I understand the limitation of of drag models, but acknowledge the similarities of modern long range bullets to the g7 model. Not perfect, but close enough for my purpose. Not for calculating trajectories for each shot, but to compare bullets to reduce the wind effects so my errors have lesser consequences.
Here is what i've concluded from my own observations to reduce wind drift.
A. Bullets shape is most important, but we are limited to manufacturing techniques. I will assume a i7 ff of .9 to be the current standard.
B. By necking down a cartridge and maintaining the same form factor. limitations are=
1. throat erosion
2. copper fouling
3. internal ballistics preventing equivalent muzzle energy. it requires a longer barrel, slower powder that may not be developed, and still may not acheive same energy, but the inherent advantages of necking down seem to compensate for this. Ask some hi-power prone shooters.
C. By increasing energy content behind the bullet. Higher velocity, as with necking down. but there are downsides also.
1. It takes alot more powder to acheive equivalent drift figures as the necked down case.
2. increasing velocity has same negative side effects downsizing calibre, but at the adde cost in recoil and financialy. it get's expensive.

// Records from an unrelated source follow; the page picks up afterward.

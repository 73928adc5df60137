use pretty_assertions::assert_eq;

use crate::{
    bson::{doc, Bson, Document},
    error::{BulkWriteFailure, Error, ErrorKind},
    options::{BulkWriteOptions, WriteConcern},
    test::util::{event_client, MockTransport},
    transport::StreamDescription,
    Collection,
    WriteModel,
};

fn coll(client: &crate::Client) -> Collection<Document> {
    client.database("db").collection("coll")
}

fn bulk_failure(error: &Error) -> &BulkWriteFailure {
    match *error.kind {
        ErrorKind::BulkWrite(ref failure) => failure,
        ref other => panic!("expected bulk write failure, got {:?}", other),
    }
}

fn write_error(index: i32) -> Document {
    doc! { "index": index, "code": 11000, "errmsg": "E11000 duplicate key error" }
}

fn unordered() -> BulkWriteOptions {
    BulkWriteOptions::builder().ordered(false).build()
}

#[tokio::test]
async fn unordered_errors_keep_original_indices() {
    let mock = MockTransport::new();
    mock.reply(
        "insert",
        doc! { "ok": 1, "n": 2, "writeErrors": [write_error(1), write_error(3)] },
    );
    let (client, _) = event_client(&mock);

    let models = (0..4)
        .map(|i| WriteModel::insert_one(doc! { "_id": i % 2 }))
        .collect::<Vec<_>>();
    let error = coll(&client).bulk_write(models, unordered()).await.unwrap_err();

    let failure = bulk_failure(&error);
    let indices: Vec<usize> = failure.write_errors.iter().map(|e| e.index).collect();
    assert_eq!(indices, vec![1, 3]);

    let partial = failure.partial_result.as_ref().unwrap();
    assert_eq!(partial.inserted_count, 2);
    let mut inserted: Vec<usize> = partial.inserted_ids.keys().copied().collect();
    inserted.sort_unstable();
    assert_eq!(inserted, vec![0, 2]);
}

#[tokio::test]
async fn unordered_errors_are_sorted_across_batches() {
    let mock = MockTransport::new();
    // Inserts are sent before updates, so the error for model 3 arrives first.
    mock.reply(
        "insert",
        doc! { "ok": 1, "n": 2, "writeErrors": [write_error(2)] },
    )
    .reply(
        "update",
        doc! {
            "ok": 1,
            "n": 0,
            "nModified": 0,
            "writeErrors": [{ "index": 0, "code": 66, "errmsg": "immutable field" }],
        },
    );
    let (client, _) = event_client(&mock);

    let models = vec![
        WriteModel::insert_one(doc! { "_id": 0 }),
        WriteModel::update_one(doc! { "_id": 0 }, doc! { "$set": { "_id": 5 } }),
        WriteModel::insert_one(doc! { "_id": 2 }),
        WriteModel::insert_one(doc! { "_id": 0 }),
    ];
    let error = coll(&client).bulk_write(models, unordered()).await.unwrap_err();

    assert_eq!(mock.sent_names(), vec!["insert", "update"]);
    let inserted = mock.sent_named("insert")[0]
        .body
        .get_array("documents")
        .unwrap()
        .len();
    assert_eq!(inserted, 3);

    let failure = bulk_failure(&error);
    let errors: Vec<(usize, i32)> = failure
        .write_errors
        .iter()
        .map(|e| (e.index, e.code))
        .collect();
    assert_eq!(errors, vec![(1, 66), (3, 11000)]);
}

#[tokio::test]
async fn ordered_write_stops_at_first_error() {
    let mock = MockTransport::new();
    mock.reply(
        "insert",
        doc! { "ok": 1, "n": 1, "writeErrors": [write_error(1)] },
    );
    let (client, _) = event_client(&mock);

    let models = vec![
        WriteModel::insert_one(doc! { "_id": 1 }),
        WriteModel::insert_one(doc! { "_id": 1 }),
        WriteModel::insert_one(doc! { "_id": 2 }),
        WriteModel::delete_one(doc! { "_id": 1 }),
    ];
    let error = coll(&client).bulk_write(models, None).await.unwrap_err();

    assert_eq!(mock.sent_names(), vec!["insert"]);
    assert!(mock.sent()[0].body.get_bool("ordered").unwrap());

    let failure = bulk_failure(&error);
    assert_eq!(failure.write_errors.len(), 1);
    assert_eq!(failure.write_errors[0].index, 1);

    let partial = failure.partial_result.as_ref().unwrap();
    assert_eq!(partial.inserted_count, 1);
    assert_eq!(
        partial.inserted_ids.keys().copied().collect::<Vec<_>>(),
        vec![0]
    );
}

#[tokio::test]
async fn mixed_models_report_counts() {
    let mock = MockTransport::new();
    mock.reply("insert", doc! { "ok": 1, "n": 1 })
        .reply(
            "update",
            doc! {
                "ok": 1,
                "n": 3,
                "nModified": 1,
                "upserted": [{ "index": 1, "_id": "new" }],
            },
        )
        .reply("delete", doc! { "ok": 1, "n": 4 });
    let (client, _) = event_client(&mock);

    let models = vec![
        WriteModel::insert_one(doc! { "_id": "a" }),
        WriteModel::update_many(doc! { "x": 1 }, doc! { "$inc": { "x": 1 } }),
        WriteModel::update_one(
            doc! { "_id": "new" },
            vec![doc! { "$set": { "y": 1 } }],
        ),
        WriteModel::delete_many(doc! {}),
    ];
    let result = coll(&client).bulk_write(models, None).await.unwrap();

    assert_eq!(mock.sent_names(), vec!["insert", "update", "delete"]);
    assert!(result.acknowledged);
    assert_eq!(result.inserted_count, 1);
    assert_eq!(result.matched_count, 2);
    assert_eq!(result.modified_count, 1);
    assert_eq!(result.upserted_count, 1);
    assert_eq!(result.upserted_ids[&2], Bson::String("new".to_string()));
    assert_eq!(result.deleted_count, 4);

    let updates = mock.sent_named("update")[0]
        .body
        .get_array("updates")
        .unwrap()
        .clone();
    let first = updates[0].as_document().unwrap();
    assert!(first.get_bool("multi").unwrap());
    let second = updates[1].as_document().unwrap();
    assert!(!second.get_bool("multi").unwrap());
    assert!(matches!(second.get("u"), Some(Bson::Array(_))));

    let deletes = mock.sent_named("delete")[0]
        .body
        .get_array("deletes")
        .unwrap()
        .clone();
    assert_eq!(
        deletes[0].as_document().unwrap().get_i32("limit").unwrap(),
        0
    );
}

#[tokio::test]
async fn write_concern_error_is_reported_with_partial_result() {
    let mock = MockTransport::new();
    mock.reply(
        "insert",
        doc! {
            "ok": 1,
            "n": 1,
            "writeConcernError": { "code": 64, "errmsg": "waiting for replication timed out" },
        },
    );
    let (client, _) = event_client(&mock);

    let error = coll(&client)
        .bulk_write(vec![WriteModel::insert_one(doc! { "x": 1 })], None)
        .await
        .unwrap_err();

    let failure = bulk_failure(&error);
    assert!(failure.write_errors.is_empty());
    assert_eq!(failure.write_concern_error.as_ref().unwrap().code, 64);
    assert_eq!(failure.partial_result.as_ref().unwrap().inserted_count, 1);
}

#[tokio::test]
async fn batches_respect_max_write_batch_size() {
    let mock = MockTransport::with_description(
        StreamDescription::builder().max_write_batch_size(2).build(),
    );
    mock.reply("insert", doc! { "ok": 1, "n": 2 })
        .reply("insert", doc! { "ok": 1, "n": 2 })
        .reply("insert", doc! { "ok": 1, "n": 1 });
    let (client, _) = event_client(&mock);

    let models = (0..5)
        .map(|i| WriteModel::insert_one(doc! { "_id": i }))
        .collect::<Vec<_>>();
    let result = coll(&client).bulk_write(models, None).await.unwrap();

    assert_eq!(result.inserted_count, 5);
    let sizes: Vec<usize> = mock
        .sent_named("insert")
        .iter()
        .map(|c| c.body.get_array("documents").unwrap().len())
        .collect();
    assert_eq!(sizes, vec![2, 2, 1]);
}

#[tokio::test]
async fn invalid_models_are_rejected_before_sending() {
    let mock = MockTransport::new();
    let (client, buffer) = event_client(&mock);

    let empty = coll(&client)
        .bulk_write(Vec::new(), None)
        .await
        .unwrap_err();
    assert!(matches!(*empty.kind, ErrorKind::InvalidArgument { .. }));

    let models = vec![
        WriteModel::insert_one(doc! { "x": 1 }),
        WriteModel::update_one(doc! {}, doc! { "x": 2 }),
    ];
    let not_an_update = coll(&client).bulk_write(models, None).await.unwrap_err();
    assert!(matches!(
        *not_an_update.kind,
        ErrorKind::InvalidArgument { .. }
    ));

    let models = vec![WriteModel::replace_one(doc! {}, doc! { "$set": { "x": 2 } })];
    let not_a_replacement = coll(&client).bulk_write(models, None).await.unwrap_err();
    assert!(matches!(
        *not_a_replacement.kind,
        ErrorKind::InvalidArgument { .. }
    ));

    assert!(buffer.all().is_empty());
}

#[tokio::test]
async fn unacknowledged_bulk_write_reports_generated_ids() {
    let mock = MockTransport::new();
    let (client, _) = event_client(&mock);

    let options = BulkWriteOptions::builder()
        .write_concern(WriteConcern::unacknowledged())
        .build();
    let models = vec![
        WriteModel::insert_one(doc! { "_id": 1 }),
        WriteModel::delete_one(doc! { "_id": 1 }),
    ];
    let result = coll(&client).bulk_write(models, options).await.unwrap();

    assert!(!result.acknowledged);
    assert_eq!(result.deleted_count, 0);
    assert_eq!(result.inserted_ids[&0], Bson::Int32(1));
    assert!(mock.sent().iter().all(|c| !c.acknowledged));
    assert_eq!(mock.sent_names(), vec!["insert", "delete"]);
}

The heavy bullet will at longer range have reduced wind drift. The balance though, is to decrease wind drift at a practical range. I recently ordered a 30" barrel chambered in 300 r.u.m. over a .338 lapua knowing the lapua would have a longer effective range. But the wind drift with these bullets are huge as they approach subsonic. I figured if I can stay above 1500fps or so on my way to a mile, the 300 has a huge advantage. I'm not shooting bad guys in a war zone a mile and a half away. Just trying to better myself. That said, most of my shooting is done with a .223. I think that's the best way to learn to read wind because of the enormous wind drift.
I understand your shaking your head about my adherence to the g7 model, but I have nothing better in front of me, and I believe it is close enough to demonstrate my needs. ( iwonder if i would have made a better decision with less powder and 7mm)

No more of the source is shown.